• EXERCISE
Beginning at the top of the data below, write out every line exactly until you reach the line with "classifies errors by", and include that line.

------------------------------------------------

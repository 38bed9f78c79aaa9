// Error types for the console test suite

use std::path::PathBuf;
use std::time::Duration;

use thiserror::Error;
use thirtyfour::error::WebDriverError;

use crate::config::ConsoleVariant;

/// Result type alias for suite operations
pub type Result<T> = std::result::Result<T, Error>;

/// Errors that can surface from a test scenario.
///
/// The retry machinery in [`crate::sync`] classifies errors by
/// [`ErrorKind`] rather than by variant, so WebDriver-level failures
/// keep their original payload while still being recognizable as
/// `NotFound` or `Stale`.
#[derive(Debug, Error)]
pub enum Error {
    /// A polled condition never became true within its budget
    #[error("timed out after {waited:?} waiting for: {condition}")]
    Timeout { condition: String, waited: Duration },

    /// A transient error kept recurring past the retry budget
    #[error("gave up after {attempts} attempts that kept failing with {kind:?}")]
    ExhaustedRetries { attempts: usize, kind: ErrorKind },

    /// A requested element does not exist at lookup time
    #[error("element not found: {selector}")]
    ElementNotFound { selector: String },

    /// A previously located element was replaced by a page re-render
    #[error("stale element reference: {0}")]
    StaleElement(String),

    /// A page-level expectation did not hold
    #[error("{0}")]
    Assertion(String),

    /// The browser recorded uncaught script errors
    #[error("uncaught script error in browser log: {0}")]
    ScriptError(String),

    /// The requested page does not exist on this console variant
    #[error("the {variant} console has no {page} page")]
    Unsupported {
        page: &'static str,
        variant: ConsoleVariant,
    },

    /// Invalid configuration value
    #[error("invalid configuration: {0}")]
    Config(String),

    /// Screenshot could not be written
    #[error("screenshot failed: {path}")]
    Screenshot {
        path: PathBuf,
        #[source]
        source: std::io::Error,
    },

    #[error(transparent)]
    WebDriver(#[from] WebDriverError),

    #[error(transparent)]
    Io(#[from] std::io::Error),

    #[error(transparent)]
    Json(#[from] serde_json::Error),
}

/// Error classification used by the retry machinery.
///
/// `Stale` is the one kind the Transient-Failure Retrier is normally
/// configured to absorb; everything else propagates and fails the
/// scenario.
#[derive(Debug, Clone, Copy, PartialEq, Eq)]
pub enum ErrorKind {
    Timeout,
    ExhaustedRetries,
    NotFound,
    Stale,
    Other,
}

impl Error {
    pub fn kind(&self) -> ErrorKind {
        match self {
            Error::Timeout { .. } => ErrorKind::Timeout,
            Error::ExhaustedRetries { .. } => ErrorKind::ExhaustedRetries,
            Error::ElementNotFound { .. } => ErrorKind::NotFound,
            Error::StaleElement(_) => ErrorKind::Stale,
            Error::WebDriver(err) => match err {
                WebDriverError::NoSuchElement(_) => ErrorKind::NotFound,
                WebDriverError::StaleElementReference(_) => ErrorKind::Stale,
                _ => ErrorKind::Other,
            },
            _ => ErrorKind::Other,
        }
    }
}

------------------------------------------------

• EXPECTED ANSWER
repository 38bed9f78c79aaa9
// Error types for the console test suite

use std::path::PathBuf;
use std::time::Duration;

use thiserror::Error;
use thirtyfour::error::WebDriverError;

use crate::config::ConsoleVariant;

/// Result type alias for suite operations
pub type Result<T> = std::result::Result<T, Error>;

/// Errors that can surface from a test scenario.
///
/// The retry machinery in [`crate::sync`] classifies errors by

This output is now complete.